- _Task prompt_
Every record is to be transcribed exactly as written.

Extracted data entries:
● ● ● ●

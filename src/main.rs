use anyhow::{Context, Result};
use clap::Parser;
use imgbound::cli::{Algorithm, Cli, Commands, Format, OnError};
use imgbound::{
    format_file_size, sibling_output_path, BatchProcessor, ImageResizer, ResizeConfig, TargetFormat,
};
use log::LevelFilter;
use std::fs::File;
use std::io::{BufWriter, Write};
use std::path::PathBuf;

fn main() -> Result<()> {
    let cli = Cli::parse();

    env_logger::Builder::new()
        .filter_level(if cli.verbose {
            LevelFilter::Debug
        } else {
            LevelFilter::Info
        })
        .init();

    match cli.command {
        Commands::Resize {
            input,
            output,
            max_dimension,
            quality,
            format,
            algorithm,
            optimize_png,
        } => process_resize(
            input,
            output,
            max_dimension,
            quality,
            format,
            algorithm,
            optimize_png,
        ),
        Commands::Batch {
            input,
            output,
            max_dimension,
            quality,
            format,
            algorithm,
            recursive,
            on_error,
            delete_originals,
            optimize_png,
        } => process_batch(
            input,
            output,
            build_config(max_dimension, quality, algorithm, optimize_png)?,
            format,
            recursive,
            on_error,
            delete_originals,
        ),
    }
}

fn build_config(
    max_dimension: u32,
    quality: u8,
    algorithm: Algorithm,
    optimize_png: bool,
) -> Result<ResizeConfig> {
    Ok(ResizeConfig::new(max_dimension, quality)?
        .with_algorithm(algorithm.into())
        .with_png_optimization(optimize_png))
}

fn process_resize(
    input: PathBuf,
    output: Option<PathBuf>,
    max_dimension: u32,
    quality: u8,
    format: Format,
    algorithm: Algorithm,
    optimize_png: bool,
) -> Result<()> {
    let format = TargetFormat::from(format);
    let output_path = output.unwrap_or_else(|| sibling_output_path(&input, "resized", format));

    let config = build_config(max_dimension, quality, algorithm, optimize_png)?;
    let resizer = ImageResizer::new(config);

    let mut stream = resizer
        .resize(&input, format)
        .with_context(|| format!("Failed to resize {}", input.display()))?;

    if let Some(parent) = output_path.parent() {
        std::fs::create_dir_all(parent)?;
    }

    let file = File::create(&output_path)
        .with_context(|| format!("Failed to create {}", output_path.display()))?;
    let mut writer = BufWriter::new(file);
    let written = std::io::copy(&mut stream, &mut writer)?;
    writer.flush()?;

    println!(
        "Resized image saved to: {} ({})",
        output_path.display(),
        format_file_size(written)
    );

    Ok(())
}

fn process_batch(
    input: PathBuf,
    output: PathBuf,
    config: ResizeConfig,
    format: Format,
    recursive: bool,
    on_error: OnError,
    delete_originals: bool,
) -> Result<()> {
    let processor = BatchProcessor::new(ImageResizer::new(config), format.into())
        .with_policy(on_error.into())
        .with_recursion(recursive)
        .with_delete_originals(delete_originals)
        .with_progress(true);

    let report = processor
        .process_directory(&input, &output)
        .with_context(|| format!("Batch processing of {} failed", input.display()))?;

    println!(
        "Batch processing complete. Processed {} images to: {}",
        report.processed_count(),
        output.display()
    );

    if !report.failures.is_empty() {
        println!("Skipped {} images:", report.failures.len());
        for (path, reason) in &report.failures {
            println!("  {}: {}", path.display(), reason);
        }
    }

    if delete_originals {
        println!("Deleted {} original images", report.deleted_count);
        for (path, reason) in &report.delete_failures {
            println!("  could not delete {}: {}", path.display(), reason);
        }
    }

    Ok(())
}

● ● ● ●

- _Exercise result_
filename src/main.rs
use anyhow::{Context, Result};
use clap::Parser;
use imgbound::cli::{Algorithm, Cli, Commands, Format, OnError};
use imgbound::{
    format_file_size, sibling_output_path, BatchProcessor, ImageResizer, ResizeConfig, TargetFormat,
};
use log::LevelFilter;
use std::fs::File;
use std::io::{BufWriter, Write};
use std::path::PathBuf;

fn main() -> Result<()> {
    let cli = Cli::parse();

    env_logger::Builder::new()
        .filter_level(if cli.verbose {
            LevelFilter::Debug
        } else {
            LevelFilter::Info
        })
        .init();

    match cli.command {
        Commands::Resize {
            input,
            output,
            max_dimension,
            quality,
            format,
            algorithm,
            optimize_png,
        } => process_resize(
            input,
            output,
            max_dimension,
            quality,
            format,
            algorithm,
            optimize_png,
        ),
        Commands::Batch {
            input,
            output,
            max_dimension,
            quality,
            format,
            algorithm,
            recursive,
            on_error,
            delete_originals,
            optimize_png,
        } => process_batch(
            input,
            output,
            build_config(max_dimension, quality, algorithm, optimize_png)?,
            format,
            recursive,
            on_error,
            delete_originals,
        ),
    }
}

fn build_config(
    max_dimension: u32,
    quality: u8,
    algorithm: Algorithm,
    optimize_png: bool,
) -> Result<ResizeConfig> {
    Ok(ResizeConfig::new(max_dimension, quality)?
        .with_algorithm(algorithm.into())
        .with_png_optimization(optimize_png))
}

fn process_resize(
    input: PathBuf,
    output: Option<PathBuf>,
    max_dimension: u32,
    quality: u8,
    format: Format,
    algorithm: Algorithm,
    optimize_png: bool,
) -> Result<()> {
    let format = TargetFormat::from(format);
    let output_path = output.unwrap_or_else(|| sibling_output_path(&input, "resized", format));

    let config = build_config(max_dimension, quality, algorithm, optimize_png)?;
    let resizer = ImageResizer::new(config);

    let mut stream = resizer
        .resize(&input, format)
        .with_context(|| format!("Failed to resize {}", input.display()))?;

    if let Some(parent) = output_path.parent() {
        std::fs::create_dir_all(parent)?;
    }

    let file = File::create(&output_path)
        .with_context(|| format!("Failed to create {}", output_path.display()))?;
    let mut writer = BufWriter::new(file);
    let written = std::io::copy(&mut stream, &mut writer)?;
    writer.flush()?;

    println!(
        "Resized image saved to: {} ({})",
        output_path.display(),
        format_file_size(written)
    );

    Ok(())
}

fn process_batch(
    input: PathBuf,
    output: PathBuf,
    config: ResizeConfig,
    format: Format,
    recursive: bool,
    on_error: OnError,
    delete_originals: bool,
) -> Result<()> {
    let processor = BatchProcessor::new(ImageResizer::new(config), format.into())
        .with_policy(on_error.into())
        .with_recursion(recursive)
        .with_delete_originals(delete_originals)
        .with_progress(true);

    let report = processor
        .process_directory(&input, &output)
        .with_context(|| format!("Batch processing of {} failed", input.display()))?;

    println!(
        "Batch processing complete. Processed {} images to: {}",
        report.processed_count(),
        output.display()
    );

    if !report.failures.is_empty() {
        println!("Skipped {} images:", report.failures.len());
        for (path, reason) in &report.failures {
            println!("  {}: {}", path.display(), reason);
        }
    }

    if delete_originals {
        println!("Deleted {} original images", report.deleted_count);
        for (path, reason) in &report.delete_failures {
            println!("  could not delete {}: {}", path.display(), reason);
        }
    }

    Ok(())
}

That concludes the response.